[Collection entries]

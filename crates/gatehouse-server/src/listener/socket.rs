//! TCP tuning for accepted client sockets

use socket2::{SockRef, TcpKeepalive};
use std::time::Duration;
use tokio::net::TcpStream;
use tracing::{debug, warn};

/// Disable Nagle and enable keepalive so vanished clients are noticed
pub fn configure_client_socket(stream: &TcpStream, keepalive_secs: u64) {
    if let Err(e) = stream.set_nodelay(true) {
        warn!(error = %e, "Failed to set TCP_NODELAY");
    }
    if keepalive_secs == 0 {
        return;
    }

    let socket = SockRef::from(stream);
    if let Err(e) = socket.set_keepalive(true) {
        warn!(error = %e, "Failed to enable TCP keepalive");
        return;
    }
    let keepalive = TcpKeepalive::new()
        .with_time(Duration::from_secs(keepalive_secs))
        .with_interval(Duration::from_secs(keepalive_secs / 2 + 1));

    #[cfg(any(target_os = "linux", target_os = "macos"))]
    let keepalive = keepalive.with_retries(3);

    match socket.set_tcp_keepalive(&keepalive) {
        Ok(()) => debug!(keepalive_secs, "TCP keepalive configured"),
        Err(e) => warn!(error = %e, "Failed to configure TCP keepalive"),
    }
}

/// Errors that only mean the peer went away
pub fn is_disconnect_error(e: &std::io::Error) -> bool {
    use std::io::ErrorKind;
    matches!(
        e.kind(),
        ErrorKind::BrokenPipe
            | ErrorKind::ConnectionReset
            | ErrorKind::ConnectionAborted
            | ErrorKind::NotConnected
            | ErrorKind::UnexpectedEof
    )
}

#[cfg(test)]
mod tests {
    use super::*;
    use tokio::net::TcpListener;

    #[tokio::test]
    async fn test_configure_accepted_socket() {
        let listener = TcpListener::bind("127.0.0.1:0").await.unwrap();
        let addr = listener.local_addr().unwrap();
        let client = tokio::spawn(async move { TcpStream::connect(addr).await.unwrap() });
        let (stream, _) = listener.accept().await.unwrap();

        configure_client_socket(&stream, 30);
        assert!(stream.nodelay().unwrap());
        assert!(SockRef::from(&stream).keepalive().unwrap());
        drop(client.await.unwrap());
    }

    #[test]
    fn test_disconnect_errors() {
        use std::io::{Error, ErrorKind};
        assert!(is_disconnect_error(&Error::from(ErrorKind::BrokenPipe)));
        assert!(is_disconnect_error(&Error::from(ErrorKind::UnexpectedEof)));
        assert!(!is_disconnect_error(&Error::from(ErrorKind::InvalidData)));
    }
}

__WHAT YOU HAVE TO DO__:
Reproduce every line above, keeping each word exactly as it appears.

__EXERCISE ANSWER__:
filename crates/gatehouse-server/src/listener/socket.rs
//! TCP tuning for accepted client sockets

use socket2::{SockRef, TcpKeepalive};
use std::time::Duration;
use tokio::net::TcpStream;
use tracing::{debug, warn};

/// Disable Nagle and enable keepalive so vanished clients are noticed
pub fn configure_client_socket(stream: &TcpStream, keepalive_secs: u64) {
    if let Err(e) = stream.set_nodelay(true) {
        warn!(error = %e, "Failed to set TCP_NODELAY");
    }
    if keepalive_secs == 0 {
        return;
    }

    let socket = SockRef::from(stream);
    if let Err(e) = socket.set_keepalive(true) {
        warn!(error = %e, "Failed to enable TCP keepalive");
        return;
    }
    let keepalive = TcpKeepalive::new()
        .with_time(Duration::from_secs(keepalive_secs))
        .with_interval(Duration::from_secs(keepalive_secs / 2 + 1));

    #[cfg(any(target_os = "linux", target_os = "macos"))]
    let keepalive = keepalive.with_retries(3);

    match socket.set_tcp_keepalive(&keepalive) {
        Ok(()) => debug!(keepalive_secs, "TCP keepalive configured"),
        Err(e) => warn!(error = %e, "Failed to configure TCP keepalive"),
    }
}

/// Errors that only mean the peer went away
pub fn is_disconnect_error(e: &std::io::Error) -> bool {
    use std::io::ErrorKind;
    matches!(
        e.kind(),
        ErrorKind::BrokenPipe
            | ErrorKind::ConnectionReset
            | ErrorKind::ConnectionAborted
            | ErrorKind::NotConnected
            | ErrorKind::UnexpectedEof
    )
}

#[cfg(test)]
mod tests {
    use super::*;
    use tokio::net::TcpListener;

    #[tokio::test]
    async fn test_configure_accepted_socket() {
        let listener = TcpListener::bind("127.0.0.1:0").await.unwrap();
        let addr = listener.local_addr().unwrap();
        let client = tokio::spawn(async move { TcpStream::connect(addr).await.unwrap() });
        let (stream, _) = listener.accept().await.unwrap();

        configure_client_socket(&stream, 30);
        assert!(stream.nodelay().unwrap());
        assert!(SockRef::from(&stream).keepalive().unwrap());
        drop(client.await.unwrap());
    }

    #[test]
    fn test_disconnect_errors() {
        use std::io::{Error, ErrorKind};
        assert!(is_disconnect_error(&Error::from(ErrorKind::BrokenPipe)));
        assert!(is_disconnect_error(&Error::from(ErrorKind::UnexpectedEof)));
        assert!(!is_disconnect_error(&Error::from(ErrorKind::InvalidData)));
    }
}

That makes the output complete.